(Data for this exercise Opens)

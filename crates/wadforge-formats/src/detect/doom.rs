//! Doom-engine lump sniffers
//!
//! Most of these lumps have no magic number. They are recognised by exact
//! sizes (PLAYPAL, COLORMAP, ENDOOM) or by a count field that has to
//! multiply out to the lump size (PNAMES, TEXTURE1/2).

use wadforge_core::buffer::read;
use wadforge_core::Confidence;

pub(crate) const ACS_MIN: usize = 8;
pub(crate) const PNAMES_MIN: usize = 12;
pub(crate) const TEXTUREX_MIN: usize = 30;
pub(crate) const PLAYPAL_MIN: usize = 768;
pub(crate) const COLORMAP_SIZE: usize = 8704;
pub(crate) const ENDOOM_SIZE: usize = 4000;

/// 14 palettes of 768 bytes
const PLAYPAL_FULL: usize = 14 * 768;

const PATCH_NAME_LEN: usize = 8;

/// Compiled ACS bytecode
pub fn detect_acs(data: &[u8]) -> Confidence {
    if data.len() < ACS_MIN {
        return Confidence::NoMatch;
    }
    if read::magic_at(data, 0, b"ACSE") || read::magic_at(data, 0, b"ACSe") {
        return Confidence::Probably;
    }
    if !read::magic_at(data, 0, b"ACS\0") {
        return Confidence::NoMatch;
    }
    match read::u32_le(data, 4) {
        Some(dir) if (dir as usize) >= ACS_MIN && (dir as usize) < data.len() => Confidence::Certain,
        _ => Confidence::Unlikely,
    }
}

/// PLAYPAL: one or fourteen 256-colour palettes
pub fn detect_playpal(data: &[u8]) -> Confidence {
    match data.len() {
        PLAYPAL_FULL => Confidence::Probably,
        PLAYPAL_MIN => Confidence::Maybe,
        _ => Confidence::NoMatch,
    }
}

/// COLORMAP: 34 light-level maps of 256 bytes
pub fn detect_colormap(data: &[u8]) -> Confidence {
    if data.len() == COLORMAP_SIZE {
        Confidence::Maybe
    } else {
        Confidence::NoMatch
    }
}

/// ENDOOM: an 80x25 text-mode screen
pub fn detect_endoom(data: &[u8]) -> Confidence {
    if data.len() == ENDOOM_SIZE {
        Confidence::Maybe
    } else {
        Confidence::NoMatch
    }
}

/// Whether an 8-byte lump name looks like one a tool wrote
fn plausible_name(raw: &[u8]) -> bool {
    let end = raw.iter().position(|&b| b == 0).unwrap_or(raw.len());
    end > 0 && raw[..end].iter().all(|b| b.is_ascii_graphic())
}

/// PNAMES: u32 count followed by that many 8-byte patch names
pub fn detect_pnames(data: &[u8]) -> Confidence {
    if data.len() < PNAMES_MIN {
        return Confidence::NoMatch;
    }
    let Some(count) = read::u32_le(data, 0) else {
        return Confidence::NoMatch;
    };
    let expected = (count as usize)
        .checked_mul(PATCH_NAME_LEN)
        .and_then(|n| n.checked_add(4));
    if count == 0 || expected != Some(data.len()) {
        return Confidence::NoMatch;
    }

    let names_ok = data[4..]
        .chunks_exact(PATCH_NAME_LEN)
        .all(plausible_name);
    if names_ok {
        Confidence::Probably
    } else {
        Confidence::NoMatch
    }
}

/// Record layout of a TEXTUREx definition
#[derive(Debug, Clone, Copy, PartialEq, Eq)]
enum TextureLayout {
    /// 22-byte header, 10-byte patch records
    Doom,
    /// 18-byte header, 6-byte patch records
    Strife,
}

impl TextureLayout {
    fn header_len(self) -> usize {
        match self {
            TextureLayout::Doom => 22,
            TextureLayout::Strife => 18,
        }
    }

    fn patch_len(self) -> usize {
        match self {
            TextureLayout::Doom => 10,
            TextureLayout::Strife => 6,
        }
    }

    fn patch_count_offset(self) -> usize {
        self.header_len() - 2
    }

    fn record_fits(self, data: &[u8], offset: usize) -> bool {
        let Some(name) = read::bytes(data, offset, PATCH_NAME_LEN) else {
            return false;
        };
        let (Some(width), Some(height)) = (read::i16_le(data, offset + 12), read::i16_le(data, offset + 14))
        else {
            return false;
        };
        let Some(patches) = read::i16_le(data, offset + self.patch_count_offset()) else {
            return false;
        };
        if !plausible_name(name) || width <= 0 || height <= 0 || patches < 0 {
            return false;
        }
        offset + self.header_len() + patches as usize * self.patch_len() <= data.len()
    }
}

/// TEXTURE1/TEXTURE2: offset table plus texture records
pub fn detect_texturex(data: &[u8]) -> Confidence {
    if data.len() < TEXTUREX_MIN {
        return Confidence::NoMatch;
    }
    let Some(count) = read::u32_le(data, 0) else {
        return Confidence::NoMatch;
    };
    let Some(table_end) = (count as usize).checked_mul(4).and_then(|n| n.checked_add(4)) else {
        return Confidence::NoMatch;
    };
    if count == 0 || table_end > data.len() {
        return Confidence::NoMatch;
    }

    let offsets: Vec<usize> = (0..count as usize)
        .filter_map(|i| read::u32_le(data, 4 + i * 4))
        .map(|o| o as usize)
        .collect();
    if offsets.iter().any(|&o| o < table_end || o >= data.len()) {
        return Confidence::NoMatch;
    }

    for layout in [TextureLayout::Doom, TextureLayout::Strife] {
        if offsets.iter().all(|&o| layout.record_fits(data, o)) {
            return Confidence::Probably;
        }
    }
    Confidence::NoMatch
}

(Data for this exercise Closes)

_Prompt_
Search the data for "records". Copy every line that has it.

_Result of the exercise_
    /// 22-byte header, 10-byte patch records
    /// 18-byte header, 6-byte patch records
/// TEXTURE1/TEXTURE2: offset table plus texture records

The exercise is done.